Van’da insan hakları kuruluşları tarafından düzenlenen İnsan Hakları Haftası aktiflikleri kapsamında, Van Barosu Konferans Salonu’nda “Herkes İçin İnsan Hakları” bahisli panel düzenlendi.
Yerine kayyum atanan Batman Belediyesi Eş Lideri Gülistan Sönük ve DEM Parti Milletvekili Ömer Faruk Gergerlioğlu, son gelişmeleri kıymetlendirdi.
Sönük, şunları söyledi:
“SÖZ HAREKETTE ANLAMLIDIR”
“8 yıllık bir kayyum pratiği yaşandı ve bu pratiğin, topluma, kentlere yansıması nasıl oldu bunları tartışmak için geldik. Kayyumlar karşısındaki direniş nasıldır. Bunu biraz tartıştık. Türkiye’de çok ölçülü bir hava yok. Bir yandan birtakım telaffuzlar lakin pratiğe gelince farklı pratikleşti. Bir yandan barıştan Kürtlerden bahsedip sonrasında Kürtlerin kazanımlarına çökmek, gasp etmek aslında çok da ölçülü bir hava yok. Yalnızca telaffuzda var lakin pratikte yok. Bütün bir çaba sürecinde öğrendiğimiz bizim açımızdan kelam harekette manalıdır.
Devlet Bahçeli’nin telaffuzları şayet harekete dökülürse Kürt halkı için bir manası olacak. Bu yüzden işte bir yandan bir şey söyleyip Kürt halkına yansıması kayyum atanması Kürtler bunu samimiyetsiz olarak da kıymetlendiriyor. Çıkıp bunu söylüyorsunuz lakin bir yandan da bizim irademizi yok sayıyorsunuz. Zira Anayasa ile garanti altına alınmış seçme ve seçilme hakkının gasp edilmesi bir defa yansıması ve manası Kürtler açısından şudur biz sizi yurttaş olarak görmüyoruz. Eşit yurttaş olarak görmüyoruz. Sizin seçme ve seçilme hakkınızı fiiliyatta ortadan kaldırıyoruz demek bu yüzden ölçülü bir havadan bahsetmek çok mümkün değildir.”
“ÜLKENİN EN ÇOK MİLLİYETÇİSİ”
Gergerlioğlu’nun açıklamaları ise şu şekilde:
“MHP Lideri Devlet Bahçeli’nin çağrıları Kürt sorununun tekrar ülkenin gündemine gelmesi bunlar son derece değerlidir. Bu bir zarurettir kaçamazsınız. Kürt problemini savaşla ezmekle, Srı Lanka metotlarıyla çözemezsiniz. İnsanların hakkını hukuklarını teslim etmek zorundasınız.
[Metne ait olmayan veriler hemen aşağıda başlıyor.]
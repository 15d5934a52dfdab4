//! Access path selection.

use crate::config::CollectionConfig;
use crate::error::{CoreError, CoreResult};
use crate::index::catalog::IndexCatalog;
use crate::index::definition::Index;
use crate::query::Query;
use indexkv_codec::{compose_prefix_key, encode_value};

/// A resolved query: which index to scan, where, and which window to keep.
#[derive(Debug, Clone)]
pub struct ScanPlan<'a> {
    /// The index serving the query.
    pub index: &'a Index,
    /// Key prefix to scan.
    pub prefix: Vec<u8>,
    /// Matches to skip.
    pub offset: usize,
    /// Maximum matches to return.
    pub limit: usize,
}

/// Matches queries to registered indexes.
///
/// Matching is exact on field and order. There is no fallback to a
/// similar index or to a full scan.
#[derive(Debug, Clone, Copy)]
pub struct QueryPlanner<'a> {
    catalog: &'a IndexCatalog,
    config: &'a CollectionConfig,
}

impl<'a> QueryPlanner<'a> {
    /// Creates a planner over a catalog.
    #[must_use]
    pub fn new(catalog: &'a IndexCatalog, config: &'a CollectionConfig) -> Self {
        Self { catalog, config }
    }

    /// Returns the index whose shape matches the query.
    ///
    /// # Errors
    ///
    /// Returns [`CoreError::NoMatchingIndex`] if none does.
    pub fn select(&self, query: &Query) -> CoreResult<&'a Index> {
        self.catalog
            .lookup(query.field(), query.sort_order())
            .ok_or_else(|| CoreError::NoMatchingIndex {
                field: query.field().to_string(),
                order: query.sort_order(),
            })
    }

    /// Resolves a query into a scan.
    ///
    /// # Errors
    ///
    /// Returns [`CoreError::NoMatchingIndex`] if no index matches, or an
    /// encoding error if the query value cannot be encoded for the index.
    pub fn plan(&self, query: &Query) -> CoreResult<ScanPlan<'a>> {
        let index = self.select(query)?;
        let label = index.label();
        let prefix = match query.value() {
            Some(value) => {
                let encoded = encode_value(value, &index.encode_options())?;
                compose_prefix_key(&self.config.namespace, &label, Some(&encoded))
            }
            None => compose_prefix_key(&self.config.namespace, &label, None),
        };

        Ok(ScanPlan {
            index,
            prefix,
            offset: query.skip(),
            limit: query.effective_limit(self.config.default_limit),
        })
    }
}
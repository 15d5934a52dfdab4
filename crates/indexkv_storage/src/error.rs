//! Error types for store operations.

use thiserror::Error;

/// Result type for store operations.
pub type StorageResult<T> = Result<T, StorageError>;

/// Errors that can occur during store operations.
#[derive(Debug, Error)]
pub enum StorageError {
    /// The store could not serve the request.
    #[error("store unavailable: {0}")]
    Unavailable(String),
}

impl StorageError {
    /// Creates an unavailable error.
    pub fn unavailable(message: impl Into<String>) -> Self {
        Self::Unavailable(message.into())
    }
}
Kayyum dayatmalarıyla zorbalık yapamazsınız. İster istemez buzdolabına kaldırdığınızı sandığınız, uçurumdan attığınız Kürt sorunu dönüp dolaşıp yeniden önünüze gelir. Ve bu sıkıntıyı çözmek zorundasınız. Hiç umulmayan bir formdu. Ülkenin en çok Türk milliyetçisi tarafından Kürt Sorununda bir tahlil teklifi varsa alışılmış ki biz bu bahisteki teklife sırtımızı dönmeyiz. Uzatılan ele elimizi uzatırız. Ve bir tahlil konusunda gelişme var mı diye kulaklarımızı tüm duyularımızı kabartırız. Tahlil noktasında adımları bekleriz.
Şu anda Suriye’de harita değiştirecek ölçüde büyük bir çatışma uğraş ortamı var. Bir rejim devriliyor. Suriye çeşitli kısımlara ayrılıyor. Burada yeniden ortaya çıkıyor ki Kürt sorunu yalnızca Türkiye sorunu değil bir Ortadoğu ve Dünya problemidir. Tahlil olmadan olmaz, bu mevzuyu çözmek gerekiyor. Gerek Türkiye’de Suriye’de, Irak ve İran’da bu problemin en adil, eşitlikçi biçimde çözülmesi gerektiğini görüyoruz. Öbür türlü bu halklara mal oluyor. Beşerler ölüyor, ülkeler perişan oluyor. Problemlere adil eşitlikçi tahliller bulduğunuz takdirde beşerler ölmez ve çatışmalar olmaz bunu da net bir biçimde söylüyoruz. Son gelişmeler bize bunu gösterdi ve Kayyım atanan belediye liderimiz ve kayyum atanma tehdidi olan Van Büyükşehir Belediye liderimizle birlikte bu mevzuları konuştuk halkımız da büyük bir ilgi gösterdiler Van halkına da teşekkürler.”